Dafür sprechen auch die Interessen des Beklagten. Dieser muss sich ohnehin auf den Prozess an dem besonderen Gerichtsstand einlassen. Ihm kommt es also zugute, wenn der
Rechtsstreit insgesamt entschieden wird und der Kläger nicht eine „zweite Chance“ erhält.

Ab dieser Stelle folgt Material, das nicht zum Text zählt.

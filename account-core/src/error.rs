//! Error types for account operations

use rust_decimal::Decimal;
use thiserror::Error;

/// Result type for account operations
pub type Result<T> = std::result::Result<T, Error>;

/// Account errors
#[derive(Error, Debug)]
pub enum Error {
    /// Amount was zero or negative
    #[error("Invalid amount: {amount} (must be positive)")]
    InvalidAmount {
        /// Rejected amount
        amount: Decimal,
    },

    /// Withdrawal larger than the current balance
    #[error("Insufficient funds: requested {requested}, available {available}")]
    InsufficientFunds {
        /// Requested withdrawal amount
        requested: Decimal,
        /// Balance at the time of the request
        available: Decimal,
    },

    /// History does not reproduce the balance
    #[error("Invariant violation: {0}")]
    InvariantViolation(String),

    /// Concurrency error (actor mailbox closed, etc.)
    #[error("Concurrency error: {0}")]
    Concurrency(String),

    /// Configuration error
    #[error("Configuration error: {0}")]
    Config(String),

    /// IO error
    #[error("IO error: {0}")]
    Io(#[from] std::io::Error),
}

impl Error {
    /// Whether this is a recoverable domain rejection.
    ///
    /// Rejections leave the account untouched and are expected during
    /// normal use; everything else points at a bug or an environment problem.
    pub fn is_rejection(&self) -> bool {
        matches!(
            self,
            Error::InvalidAmount { .. } | Error::InsufficientFunds { .. }
        )
    }

    /// Short machine-readable reason, used as a metrics label
    pub fn reason(&self) -> &'static str {
        match self {
            Error::InvalidAmount { .. } => "invalid_amount",
            Error::InsufficientFunds { .. } => "insufficient_funds",
            Error::InvariantViolation(_) => "invariant_violation",
            Error::Concurrency(_) => "concurrency",
            Error::Config(_) => "config",
            Error::Io(_) => "io",
        }
    }
}

#[cfg(test)]
mod tests {
    use super::*;

    #[test]
    fn test_rejections_are_recoverable() {
        let invalid = Error::InvalidAmount {
            amount: Decimal::ZERO,
        };
        let insufficient = Error::InsufficientFunds {
            requested: Decimal::from(10),
            available: Decimal::from(5),
        };

        assert!(invalid.is_rejection());
        assert!(insufficient.is_rejection());
        assert!(!Error::Concurrency("closed".to_string()).is_rejection());
    }

    #[test]
    fn test_error_messages() {
        let err = Error::InsufficientFunds {
            requested: Decimal::new(500000, 2),
            available: Decimal::new(112550, 2),
        };
        assert_eq!(
            err.to_string(),
            "Insufficient funds: requested 5000.00, available 1125.50"
        );
        assert_eq!(err.reason(), "insufficient_funds");
    }
}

Die Entscheidung des BGH erging zu § 32 ZPO, seine Grundgedanken kommen freilich
auch für § 29 ZPO zur Geltung.
Beachte: Die Grundsätze des Sachzusammenhangs gelten nicht für die internationale Zuständigkeit (BGH
NJW 2003, 828, 830), auch nicht im Rahmen von Art. 5 EuGVVO (str.).
Folglich kann das AG Halle auch über die Ansprüche aus dem StVG entscheiden. Die Voraussetzungen von § 7 I StVG sind erfüllt. § 7 StVG ist hier nicht nach § 8 Nr. 3 StVG ausgeschlossen, denn H hatte den Koffer mit sich geführt. Der Anspruch ist auch nicht durch „höhere Gewalt“ ausgeschlossen, § 7 II StVG.
Ergebnis: Das AG Halle wird der Klage stattgeben.